I have feared for many years that mankind is becoming increasingly dumber. Well, actually, I have also figured that I am becoming increasingly dumber, but that is another story for another day.
I theorize that evolution would normally take out the weaker genes and over time, little by little, human beings should be getting smarter. It is more likely a smart person will figure out how to survive a disaster, or create proper shelter for a home, take care of their health, or even pick a suitable mate.
But, society today coddles and cares for the weak and the strong alike, genius and idiot, so evolution has ceased to work. We're breeding dumb people at a faster rate than ever in history. In the old days, a dumb guy would starve, or fall off a cliff, or freeze to death without proper shelter. Now, we provide them food, shelter ... and they become congressmen.
I must now admit this theory may not be correct. Mind you, I think people are still getting dumber, but I may not be right about the reason.
Psychologist Michael Slepian of Tufts University recently conducted a series of experiments to determine if the sight of a light bulb might actually spur bright ideas. You know, like a light bulb lit over a cartoon character's head. His study found that, indeed, viewing a light bulb or being exposed to a light bulb increased the intelligence of college students.
Word games were played where some students were in a room with only an old fashion incandescent bulb and in another room were students under a florescent bulb. Students under the old fashion light bulbs performed significantly faster and better at these word games.
In another experiment, 79 college students were given three minutes to solve a problem in which they had to connect four dots arranged in a square by drawing three connected straight lines. For those uninformed, this meant the college students must be able to draw a triangle. And to think, you have been worried about the educational system in this country!
Those performing the task with an old fashion light bulb solved the problems twice as often as those taking the test under a florescent light.
So, there you have it. It is the government's fault. They decided to ban incandescent light bulbs to save energy and force us to either use regular florescent bulbs, or God forbid, those squiggly florescent bulbs that make it impossible to learn, mainly because there's not enough light in the room to see.
I am immediately calling an electrician to change the overhead florescent bulbs above each of my secretary's work stations and replace them with a simple 1942-style 100-watt bulb.
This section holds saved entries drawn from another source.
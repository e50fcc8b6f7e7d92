use std::sync::Arc;

use tokio::net::{TcpListener, TcpStream, UdpSocket};
use tokio::sync::Semaphore;
use tokio::task::JoinHandle;
use tokio::time::{self, Duration};
use tracing::{debug, error, warn};

use crate::config::PeerConfig;
use crate::core::{PeerId, RingNetwork, RingNode};
use crate::framing::{read_payload, write_payload};
use crate::net::peer_from_port;
use crate::protocol::{Message, PING_SIZE};

/// Pause after a failed receive or accept before trying again.
pub const LISTENER_ERROR_BACKOFF: Duration = Duration::from_millis(100);

/// Handles one inbound datagram.
///
/// `sender` is the peer derived from the datagram's source port. Returns the
/// bytes to send back: a PingResponse for a PingRequest, the payload itself
/// for an unrecognised probe-sized datagram, nothing otherwise.
pub async fn handle_datagram<N: RingNetwork>(
    node: &RingNode<N>,
    payload: &[u8],
    sender: Option<PeerId>,
) -> Option<Vec<u8>> {
    match Message::decode_datagram(payload) {
        Ok(Message::PingRequest { seq }) => {
            match sender {
                Some(peer) => node.on_ping_request(peer).await,
                None => debug!(peer = node.id, %seq, "probe from outside the ring"),
            }
            Some(Message::PingResponse { seq }.encode())
        }
        Ok(Message::PingResponse { seq }) => {
            match sender {
                Some(peer) => node.on_ping_response(peer, seq).await,
                None => debug!(peer = node.id, %seq, "acknowledgement from outside the ring"),
            }
            None
        }
        _ if payload.len() == PING_SIZE => {
            debug!(peer = node.id, "unknown ping type, echoing");
            Some(payload.to_vec())
        }
        _ => {
            debug!(peer = node.id, len = payload.len(), "dropping unknown datagram");
            None
        }
    }
}

/// Handles the payload of one inbound connection.
///
/// Returns bytes to echo back on the same connection when the payload is
/// not a known message.
pub async fn handle_stream<N: RingNetwork>(node: &RingNode<N>, payload: &[u8]) -> Option<Vec<u8>> {
    let message = match Message::decode_stream(payload) {
        Ok(message) => message,
        Err(err) => {
            debug!(peer = node.id, len = payload.len(), "echoing stream payload: {err}");
            return Some(payload.to_vec());
        }
    };

    match message {
        Message::DepartNotice { peer, successors } => {
            node.on_depart_notice(peer, &successors).await;
        }
        Message::SuccessorRequest { peer } => {
            node.handle_successor_request(peer).await;
        }
        Message::SuccessorResponse { peer, successors } => {
            node.on_successor_response(peer, &successors).await;
        }
        Message::FileRequest { requester, key } => {
            node.handle_file_request(requester, key, payload).await;
        }
        Message::FileResponse(response) => {
            node.handle_file_response(&response).await;
        }
        Message::PingRequest { .. } | Message::PingResponse { .. } => {
            // decode_stream never yields probe kinds.
            return Some(payload.to_vec());
        }
    }
    None
}

/// Receive datagrams on `socket`, handling each on a bounded worker pool.
pub fn spawn_udp_listener<N: RingNetwork>(
    node: Arc<RingNode<N>>,
    socket: Arc<UdpSocket>,
    config: &PeerConfig,
) -> JoinHandle<()> {
    let port_base = config.port_base;
    let max_payload = config.max_datagram_payload;
    let workers = Arc::new(Semaphore::new(config.udp_workers));

    tokio::spawn(async move {
        let mut buf = vec![0u8; max_payload];
        loop {
            let Ok(permit) = workers.clone().acquire_owned().await else {
                break;
            };
            let (len, from) = match socket.recv_from(&mut buf).await {
                Ok(received) => received,
                Err(err) => {
                    drop(permit);
                    pause_after_listener_error(node.id, "udp receive", &err).await;
                    continue;
                }
            };
            let payload = buf[..len].to_vec();
            let node = node.clone();
            let socket = socket.clone();
            tokio::spawn(async move {
                let _permit = permit;
                let sender = peer_from_port(port_base, from.port());
                if let Some(reply) = handle_datagram(&node, &payload, sender).await {
                    if let Err(err) = socket.send_to(&reply, from).await {
                        warn!(peer = node.id, %from, "udp reply failed: {err}");
                    }
                }
            });
        }
    })
}

/// Accept connections on `listener`, handling each on a bounded worker pool.
pub fn spawn_tcp_listener<N: RingNetwork>(
    node: Arc<RingNode<N>>,
    listener: TcpListener,
    config: &PeerConfig,
) -> JoinHandle<()> {
    let max_payload = config.max_stream_payload;
    let idle = config.stream_idle_timeout;
    let workers = Arc::new(Semaphore::new(config.tcp_workers));

    tokio::spawn(async move {
        loop {
            let Ok(permit) = workers.clone().acquire_owned().await else {
                break;
            };
            let (stream, from) = match listener.accept().await {
                Ok(accepted) => accepted,
                Err(err) => {
                    drop(permit);
                    pause_after_listener_error(node.id, "tcp accept", &err).await;
                    continue;
                }
            };
            let node = node.clone();
            tokio::spawn(async move {
                let _permit = permit;
                if let Err(err) = serve_connection(&node, stream, max_payload, idle).await {
                    warn!(peer = node.id, %from, "connection failed: {err}");
                }
            });
        }
    })
}

/// Log a listener failure, then wait [`LISTENER_ERROR_BACKOFF`] before the
/// next attempt.
async fn pause_after_listener_error(peer: PeerId, operation: &str, err: &std::io::Error) {
    error!(peer, "{operation} failed: {err}");
    time::sleep(LISTENER_ERROR_BACKOFF).await;
}

async fn serve_connection<N: RingNetwork>(
    node: &RingNode<N>,
    mut stream: TcpStream,
    max_payload: usize,
    idle: Duration,
) -> std::io::Result<()> {
    let payload = read_payload(&mut stream, max_payload, idle).await?;
    if payload.is_empty() {
        return Ok(());
    }
    if let Some(echo) = handle_stream(node, &payload).await {
        write_payload(&mut stream, &echo).await?;
    }
    Ok(())
}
I expect the intelligence level in the office to increase exponentially.
I guess I need to change out the bulbs in my office as well.
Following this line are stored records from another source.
use std::io;

use tokio::io::{AsyncRead, AsyncReadExt, AsyncWrite, AsyncWriteExt};
use tokio::time::{timeout, Duration};

/// Write one payload and close the write half.
pub async fn write_payload<W: AsyncWrite + Unpin>(stream: &mut W, data: &[u8]) -> io::Result<()> {
    stream.write_all(data).await?;
    stream.flush().await?;
    stream.shutdown().await
}

/// Read a single payload of at most `max_len` bytes.
///
/// Reading stops at end of stream, once `max_len` bytes have arrived, or when
/// the peer has sent something and then stays silent for `idle`. A peer that
/// sends nothing within `idle` yields an empty payload.
pub async fn read_payload<R: AsyncRead + Unpin>(
    stream: &mut R,
    max_len: usize,
    idle: Duration,
) -> io::Result<Vec<u8>> {
    let mut buf = vec![0u8; max_len];
    let mut filled = 0;
    while filled < max_len {
        match timeout(idle, stream.read(&mut buf[filled..])).await {
            Ok(Ok(0)) | Err(_) => break,
            Ok(Ok(n)) => filled += n,
            Ok(Err(e)) if e.kind() == io::ErrorKind::UnexpectedEof => break,
            Ok(Err(e)) => return Err(e),
        }
    }
    buf.truncate(filled);
    Ok(buf)
}
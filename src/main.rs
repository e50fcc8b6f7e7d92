//! Ring DHT peer binary.
//!
//! Starts one peer of the ring and reads commands from standard input.
//!
//! # Usage
//!
//! ```bash
//! cargo run -- <ID> <SUCCESSOR1> <SUCCESSOR2>
//! ```
//!
//! Peer `n` listens on UDP and TCP port `50000 + n`. While running:
//!
//! - `request <key>` sends a file request to the first successor
//! - `quit` notifies predecessors and exits
//! - any other line is echoed

use std::sync::Arc;

use anyhow::{anyhow, Result};
use clap::Parser;
use tokio::io::{self, AsyncBufReadExt, BufReader};
use tokio::time::Duration;
use tracing_subscriber::EnvFilter;

use ring_dht::{FileKey, FileResponse, FileResponseHook, Peer, PeerConfig, PeerId};

/// One peer of a circular DHT.
#[derive(Parser, Debug)]
#[command(name = "ring-dht")]
struct Args {
    /// This peer's id, 0-255
    #[arg(value_parser = parse_peer_arg)]
    id: PeerId,
    /// First successor id, 0-255
    #[arg(value_parser = parse_peer_arg)]
    successor1: PeerId,
    /// Second successor id, 0-255
    #[arg(value_parser = parse_peer_arg)]
    successor2: PeerId,
    /// Milliseconds between liveness probes
    #[arg(long, default_value_t = 1000, value_parser = clap::value_parser!(u64).range(1..))]
    ping_interval_ms: u64,
    /// Log filter, e.g. `info` or `ring_dht=debug`
    #[arg(long, default_value = "info")]
    log_level: String,
}

/// Validate a ring id argument: at most three decimal digits, at most 255.
fn parse_peer_arg(arg: &str) -> Result<PeerId, String> {
    if arg.len() > 3 {
        return Err(format!(
            "argument '{arg}' has more than 3 characters and hence is out of range"
        ));
    }
    if arg.is_empty() || !arg.bytes().all(|b| b.is_ascii_digit()) {
        return Err(format!("argument '{arg}' is not an integer in the range [0,255]"));
    }
    arg.parse::<u16>()
        .ok()
        .and_then(|n| PeerId::try_from(n).ok())
        .ok_or_else(|| format!("argument '{arg}' is out of range"))
}

#[derive(Debug, PartialEq, Eq)]
enum Command {
    Quit,
    Request(FileKey),
    Echo,
}

impl Command {
    fn parse(line: &str) -> Self {
        if line == "quit" {
            return Command::Quit;
        }
        let key = line
            .strip_prefix("request")
            .filter(|rest| rest.starts_with(char::is_whitespace))
            .map(str::trim_start)
            .filter(|digits| !digits.is_empty() && digits.bytes().all(|b| b.is_ascii_digit()))
            .and_then(|digits| digits.parse().ok());
        match key {
            Some(key) => Command::Request(key),
            None => Command::Echo,
        }
    }
}

fn init_tracing(filter: &str) -> Result<()> {
    let filter = EnvFilter::try_new(filter).map_err(|err| anyhow!("invalid log filter: {err}"))?;
    tracing_subscriber::fmt()
        .with_env_filter(filter)
        .with_writer(std::io::stderr)
        .init();
    Ok(())
}

#[tokio::main]
async fn main() -> Result<()> {
    let args = Args::parse();
    init_tracing(&args.log_level)?;

    let config = PeerConfig::new(args.id, [args.successor1, args.successor2])
        .with_ping_interval(Duration::from_millis(args.ping_interval_ms));

    let hook: FileResponseHook = Arc::new(|response: &FileResponse| {
        println!(
            "Received a response message from peer {}, which has the file {}.",
            response.responder, response.key
        );
    });
    let peer = Peer::start_with_hook(config, Some(hook)).await?;

    let mut lines = BufReader::new(io::stdin()).lines();
    while let Some(line) = lines.next_line().await? {
        match Command::parse(&line) {
            Command::Quit => break,
            Command::Request(key) => match peer.request_file(key).await {
                Ok(_) => println!("File request message for {key} has been sent to my successor."),
                Err(err) => eprintln!("{err}"),
            },
            Command::Echo => println!("{line}"),
        }
    }

    peer.shutdown().await;
    Ok(())
}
I say, call your congressman today. We need to change the law banning incandescent bulbs and instead force everyone to have an incandescent bulb. I plan to appear in court and make all closing arguments by holding a light bulb in one hand. There is no limit to the creativity that may occur as I stare at the light bulb and pontificate pearls of wisdom. We need to line the halls of Congress with old style light bulbs.
Before long, our congressmen may even know how to draw a triangle.
Maybe we can put a light bulb on car dashboards and folks will quit driving with their blinkers on. Remember, don't be in the dark, buy an incandescent 100 watt light bulb. America's future may be at stake.